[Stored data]
===

use std::future::Future;
use std::sync::{Arc, Mutex};
use std::time::Duration;

use argus_types::{Priority, SchedulerConfig};
use tokio::sync::watch;
use tokio::task::JoinHandle;
use tokio::time::Instant;
use tracing::{debug, info, warn};

use super::events::{EventQueue, EventStats};
use super::periodic::{LoopContext, PeriodicTaskStats, Registry, RepeatingAction, TaskBody, TaskLoop};
use crate::error::ActionResult;
use crate::lock;
use crate::queue::{ActionFuture, ExecutionLimits, PriorityTaskQueue, WorkFactory};

/// Per-client owner of periodic loops and the event queue.
///
/// Must be created inside a tokio runtime: the event consumer is spawned on
/// construction. Dropping the scheduler stops every loop it owns.
pub struct ActionScheduler {
    client: Arc<str>,
    config: SchedulerConfig,
    limits: ExecutionLimits,
    shutdown: watch::Sender<bool>,
    registry: Registry,
    events: Arc<EventQueue>,
    consumer: Mutex<Option<JoinHandle<()>>>,
    dispatch: Option<PriorityTaskQueue>,
}

impl ActionScheduler {
    /// Periodic ticks run inline in their own loop.
    pub fn new(client: impl Into<String>, config: &SchedulerConfig) -> Self {
        Self::build(client.into(), config, None)
    }

    /// Periodic ticks are enqueued on `queue`, coalesced per task id.
    pub fn with_dispatch(
        client: impl Into<String>,
        config: &SchedulerConfig,
        queue: PriorityTaskQueue,
    ) -> Self {
        Self::build(client.into(), config, Some(queue))
    }

    fn build(client: String, config: &SchedulerConfig, dispatch: Option<PriorityTaskQueue>) -> Self {
        let client: Arc<str> = client.into();
        let limits = ExecutionLimits::from_millis(config.task_timeout_ms, config.slow_task_ms);
        let (shutdown, rx) = watch::channel(false);

        let events = Arc::new(EventQueue::new(
            Arc::clone(&client),
            config.max_pending_events,
            Duration::from_millis(config.event_throttle_ms),
        ));
        let consumer = tokio::spawn(Arc::clone(&events).consume(limits, rx));

        Self {
            client,
            config: config.clone(),
            limits,
            shutdown,
            registry: Registry::default(),
            events,
            consumer: Mutex::new(Some(consumer)),
            dispatch,
        }
    }

    pub fn client(&self) -> &str {
        &self.client
    }

    fn is_shut_down(&self) -> bool {
        *self.shutdown.borrow()
    }

    /// Run `action` every `period`, starting now. Replaces any task with the same id.
    pub fn schedule_periodic<F, Fut>(
        &self,
        id: impl Into<String>,
        period: Duration,
        priority: Priority,
        action: F,
    ) -> bool
    where
        F: Fn() -> Fut + Send + Sync + 'static,
        Fut: Future<Output = ActionResult> + Send + 'static,
    {
        let action: RepeatingAction = Arc::new(move || -> ActionFuture { Box::pin(action()) });
        self.spawn_task(
            id.into(),
            period.max(Duration::from_millis(1)),
            priority,
            Instant::now(),
            TaskBody::Repeating(action),
        )
    }

    /// Run `action` once after `delay`. The task unregisters itself afterwards.
    pub fn schedule_once<F, Fut>(
        &self,
        id: impl Into<String>,
        delay: Duration,
        priority: Priority,
        action: F,
    ) -> bool
    where
        F: FnOnce() -> Fut + Send + 'static,
        Fut: Future<Output = ActionResult> + Send + 'static,
    {
        let factory: WorkFactory = Box::new(move || -> ActionFuture { Box::pin(action()) });
        self.spawn_task(
            id.into(),
            Duration::ZERO,
            priority,
            Instant::now() + delay,
            TaskBody::Once(Some(factory)),
        )
    }

    fn spawn_task(
        &self,
        id: String,
        period: Duration,
        priority: Priority,
        first_run: Instant,
        body: TaskBody,
    ) -> bool {
        if self.is_shut_down() {
            warn!(client = %self.client, task = %id, "scheduler is shut down, task not scheduled");
            return false;
        }

        let stats = TaskLoop::new_stats(period, priority);
        let ctx = LoopContext {
            client: Arc::clone(&self.client),
            registry: self.registry.clone(),
            dispatch: self.dispatch.clone(),
            limits: self.limits,
            max_lag: Duration::from_millis(self.config.max_lag_ms),
        };
        let shutdown = self.shutdown.subscribe();

        let replaced = self.registry.insert_with(&id, Arc::clone(&stats), |generation| {
            let task = TaskLoop {
                id: id.clone(),
                generation,
                priority,
                period,
                first_run,
                body,
                stats,
            };
            tokio::spawn(task.run(ctx, shutdown))
        });

        if replaced {
            debug!(client = %self.client, task = %id, "replaced scheduled task");
        } else {
            debug!(client = %self.client, task = %id, ?period, %priority, "scheduled task");
        }
        true
    }

    /// Queue an ad-hoc action. Returns false if it was throttled or dropped.
    ///
    /// A second event with the same id inside the throttle window is
    /// dropped, not merged.
    pub fn schedule_event<F, Fut>(&self, id: impl Into<String>, priority: Priority, action: F) -> bool
    where
        F: FnOnce() -> Fut + Send + 'static,
        Fut: Future<Output = ActionResult> + Send + 'static,
    {
        self.events
            .push(id.into(), priority, Box::new(move || -> ActionFuture { Box::pin(action()) }))
    }

    pub fn cancel(&self, id: &str) -> bool {
        let cancelled = self.registry.cancel(id);
        if cancelled {
            debug!(client = %self.client, task = id, "cancelled task");
        }
        cancelled
    }

    pub fn periodic_stats(&self, id: &str) -> Option<PeriodicTaskStats> {
        self.registry.stats(id)
    }

    /// Ids of registered periodic and one-shot tasks, sorted.
    pub fn task_ids(&self) -> Vec<String> {
        self.registry.ids()
    }

    pub fn event_stats(&self) -> EventStats {
        self.events.stats()
    }

    /// Stop every loop, cancel in-flight work and drop pending events.
    pub async fn shutdown(&self) {
        let _ = self.shutdown.send(true);
        let dropped = self.events.close();

        let mut handles = self.registry.take_all();
        handles.extend(lock(&self.consumer).take());
        for handle in handles {
            if let Err(e) = handle.await
                && e.is_panic()
            {
                warn!(client = %self.client, error = %e, "scheduler task panicked");
            }
        }

        info!(client = %self.client, dropped_events = dropped, "scheduler stopped");
    }
}
//! Per-client frame loop: capture, evaluate probes, dispatch actions.

use std::sync::{Arc, Mutex};
use std::time::Duration;

use argus_types::{ClientConfig, InputAction, ProbeBinding, ProbeConfig};
use hashbrown::HashMap;
use serde::Serialize;
use tokio::sync::watch;
use tokio::time::{Instant, MissedTickBehavior};
use tracing::{debug, info, trace};

use crate::error::{ActionError, ActionResult};
use crate::frame::{Frame, FrameSource};
use crate::input::{InputInjector, WindowHandle, perform};
use crate::lock;
use crate::probe::{self, Debouncer, ProbeResult};
use crate::queue::{PriorityTaskQueue, shutdown_requested};
use crate::scheduler::{ActionScheduler, EventStats};
use crate::selector::{Decision, SelectorStats, TargetSelector};
use crate::signal::{EngineSignal, SignalBus, SkipReason};

/// Frame-loop counters of one client.
#[derive(Debug, Clone, Copy, Default, PartialEq, Eq, Serialize)]
pub struct ClientCounters {
    pub frames: u64,
    /// Capture returned no frame
    pub frames_skipped: u64,
    /// Ticks lost because a cycle overran its period
    pub missed_ticks: u64,
    pub probes_triggered: u64,
    /// Triggers suppressed by a probe's debounce window
    pub debounced: u64,
    /// Probe actions accepted by the event queue
    pub events_dispatched: u64,
    /// Selector sequences accepted by the dispatch queue
    pub sequences_dispatched: u64,
}

/// Snapshot of everything a client has counted.
#[derive(Debug, Clone, PartialEq, Eq, Serialize)]
pub struct ClientStats {
    pub name: String,
    pub counters: ClientCounters,
    pub events: EventStats,
    pub selector: Option<SelectorStats>,
}

/// Deliver one configured input and report it.
async fn deliver(
    injector: Arc<dyn InputInjector>,
    window: WindowHandle,
    action: InputAction,
    signals: SignalBus,
    client: Arc<str>,
    target: String,
) -> ActionResult {
    if !perform(injector.as_ref(), window, &action).await {
        return Err(ActionError::InputRejected {
            input: action.describe(),
        });
    }
    signals.publish(EngineSignal::ActionExecuted {
        client: client.to_string(),
        target,
        action: action.describe(),
        timestamp: Instant::now(),
    });
    Ok(())
}

/// Shared, inspectable parts of a running client.
#[derive(Clone)]
pub(super) struct ClientShared {
    pub name: Arc<str>,
    pub scheduler: Arc<ActionScheduler>,
    pub selector: Option<Arc<TargetSelector>>,
    pub counters: Arc<Mutex<ClientCounters>>,
}

impl ClientShared {
    pub(super) fn stats(&self) -> ClientStats {
        ClientStats {
            name: self.name.to_string(),
            counters: *lock(&self.counters),
            events: self.scheduler.event_stats(),
            selector: self.selector.as_ref().map(|s| s.stats()),
        }
    }
}

pub(super) struct ClientRuntime {
    config: ClientConfig,
    probes: Arc<[ProbeBinding]>,
    window: WindowHandle,
    frames: Arc<dyn FrameSource>,
    injector: Arc<dyn InputInjector>,
    queue: PriorityTaskQueue,
    signals: SignalBus,
    shared: ClientShared,
    /// Previous result per probe name, fed into the next evaluation
    previous: HashMap<String, ProbeResult>,
    debouncer: Debouncer,
}

impl ClientRuntime {
    pub(super) fn new(
        config: ClientConfig,
        frames: Arc<dyn FrameSource>,
        injector: Arc<dyn InputInjector>,
        queue: PriorityTaskQueue,
        signals: SignalBus,
    ) -> Self {
        let name: Arc<str> = config.name.as_str().into();
        let scheduler = Arc::new(ActionScheduler::with_dispatch(
            config.name.clone(),
            &config.scheduler,
            queue.clone(),
        ));
        let selector = (!config.members.is_empty()).then(|| {
            Arc::new(TargetSelector::new(
                config.name.clone(),
                &config.selector,
                &config.members,
            ))
        });

        Self {
            window: WindowHandle(config.window),
            probes: config.probes.clone().into(),
            config,
            frames,
            injector,
            queue,
            signals,
            shared: ClientShared {
                name,
                scheduler,
                selector,
                counters: Arc::new(Mutex::new(ClientCounters::default())),
            },
            previous: HashMap::new(),
            debouncer: Debouncer::new(),
        }
    }

    pub(super) fn shared(&self) -> ClientShared {
        self.shared.clone()
    }

    fn register_periodic(&self) {
        for periodic in self.config.periodic.iter().filter(|p| p.enabled) {
            let injector = Arc::clone(&self.injector);
            let signals = self.signals.clone();
            let client = Arc::clone(&self.shared.name);
            let action = periodic.action.clone();
            let target = periodic.id.clone();
            let window = self.window;

            self.shared.scheduler.schedule_periodic(
                periodic.id.clone(),
                Duration::from_millis(periodic.period_ms),
                periodic.priority,
                move || {
                    deliver(
                        Arc::clone(&injector),
                        window,
                        action.clone(),
                        signals.clone(),
                        Arc::clone(&client),
                        target.clone(),
                    )
                },
            );
        }
    }

    pub(super) async fn run(mut self, mut shutdown: watch::Receiver<bool>) {
        self.register_periodic();

        let period = Duration::from_micros(1_000_000 / u64::from(self.config.tick_hz.max(1)));
        let mut ticker = tokio::time::interval(period);
        ticker.set_missed_tick_behavior(MissedTickBehavior::Skip);
        let mut last_tick: Option<Instant> = None;

        info!(
            client = %self.shared.name,
            window = %self.window,
            tick_hz = self.config.tick_hz,
            probes = self.config.probes.len(),
            members = self.config.members.len(),
            "client loop started"
        );

        loop {
            let tick = tokio::select! {
                biased;
                _ = shutdown_requested(&mut shutdown) => break,
                tick = ticker.tick() => tick,
            };

            if let Some(last) = last_tick {
                self.account_missed_ticks(tick.saturating_duration_since(last), period);
            }
            last_tick = Some(tick);

            self.cycle(Instant::now()).await;
        }

        info!(client = %self.shared.name, "client loop stopped");
    }

    fn account_missed_ticks(&self, gap: Duration, period: Duration) {
        let missed = (gap.as_secs_f64() / period.as_secs_f64()).round() as u64;
        if missed <= 1 {
            return;
        }
        let missed = missed - 1;
        lock(&self.shared.counters).missed_ticks += missed;
        debug!(client = %self.shared.name, missed, "frame loop overran, ticks skipped");
        self.signals.publish(EngineSignal::FrameSkipped {
            client: self.shared.name.to_string(),
            reason: SkipReason::MissedTicks(missed),
            timestamp: Instant::now(),
        });
    }

    async fn cycle(&mut self, now: Instant) {
        let Some(frame) = self.frames.capture(None).await else {
            lock(&self.shared.counters).frames_skipped += 1;
            debug!(client = %self.shared.name, "no frame, skipping cycle");
            self.signals.publish(EngineSignal::FrameSkipped {
                client: self.shared.name.to_string(),
                reason: SkipReason::CaptureFailed,
                timestamp: now,
            });
            return;
        };
        lock(&self.shared.counters).frames += 1;

        let probes = Arc::clone(&self.probes);
        for binding in probes.iter() {
            self.process_binding(binding, &frame, now);
        }

        if self.shared.selector.is_some() {
            self.process_members(&frame, now);
        }
    }

    fn evaluate(&mut self, config: &ProbeConfig, frame: &Frame, now: Instant) -> Option<ProbeResult> {
        let Some(sample) = probe::sample(config, frame) else {
            trace!(client = %self.shared.name, probe = %config.name, "probe outside frame");
            return None;
        };
        let result = probe::evaluate(config, &sample, self.previous.get(&config.name), now);
        self.previous.insert(config.name.clone(), result);
        Some(result)
    }

    fn process_binding(&mut self, binding: &ProbeBinding, frame: &Frame, now: Instant) {
        let probe = &binding.probe;
        let Some(result) = self.evaluate(probe, frame, now) else {
            return;
        };
        if !result.triggered {
            return;
        }

        let window = probe.debounce_ms.map(Duration::from_millis);
        if !self.debouncer.accept(&probe.name, window, now) {
            lock(&self.shared.counters).debounced += 1;
            return;
        }

        lock(&self.shared.counters).probes_triggered += 1;
        debug!(client = %self.shared.name, probe = %probe.name, edge = ?result.edge, "probe triggered");
        self.signals.publish(EngineSignal::ProbeTriggered {
            client: self.shared.name.to_string(),
            probe: probe.name.clone(),
            member: None,
            edge: result.edge,
            timestamp: now,
        });

        let Some(action) = binding.action.clone() else {
            return;
        };
        let injector = Arc::clone(&self.injector);
        let signals = self.signals.clone();
        let client = Arc::clone(&self.shared.name);
        let target = probe.name.clone();
        let window = self.window;

        let accepted = self.shared.scheduler.schedule_event(
            format!("probe:{}", probe.name),
            binding.priority,
            move || deliver(injector, window, action, signals, client, target),
        );
        if accepted {
            lock(&self.shared.counters).events_dispatched += 1;
        }
    }

    fn process_members(&mut self, frame: &Frame, now: Instant) {
        let Some(selector) = self.shared.selector.clone() else {
            return;
        };

        for member in selector.members() {
            let was_triggered = self
                .previous
                .get(&member.probe.name)
                .is_some_and(|r| r.triggered);
            let Some(result) = self.evaluate(&member.probe, frame, now) else {
                continue;
            };
            selector.observe(member.index, &result);

            if result.triggered && !was_triggered {
                lock(&self.shared.counters).probes_triggered += 1;
                self.signals.publish(EngineSignal::ProbeTriggered {
                    client: self.shared.name.to_string(),
                    probe: member.probe.name.clone(),
                    member: Some(member.index),
                    edge: result.edge,
                    timestamp: now,
                });
            }
        }

        if matches!(selector.decide(now), Decision::Act { .. }) {
            self.dispatch_sequence(selector);
        }
    }

    /// At most one sequence per client is pending on the shared queue.
    fn dispatch_sequence(&self, selector: Arc<TargetSelector>) {
        let key = format!("{}/selector", self.shared.name);
        let priority = selector.config().priority;
        let injector = Arc::clone(&self.injector);
        let signals = self.signals.clone();
        let client = self.shared.name.to_string();
        let window = self.window;

        let accepted = self.queue.try_enqueue(key.clone(), priority, Some(&key), move || async move {
            if let Some(report) = selector.run_sequence(injector.as_ref(), window).await? {
                signals.publish(EngineSignal::ActionExecuted {
                    client,
                    target: report.label,
                    action: report.action,
                    timestamp: Instant::now(),
                });
            }
            Ok(())
        });
        if accepted {
            lock(&self.shared.counters).sequences_dispatched += 1;
        }
    }
}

===

## What needs to be done
Take from the entries every line that has the string "debounced".

## The completed task
    pub debounced: u64,
            lock(&self.shared.counters).debounced += 1;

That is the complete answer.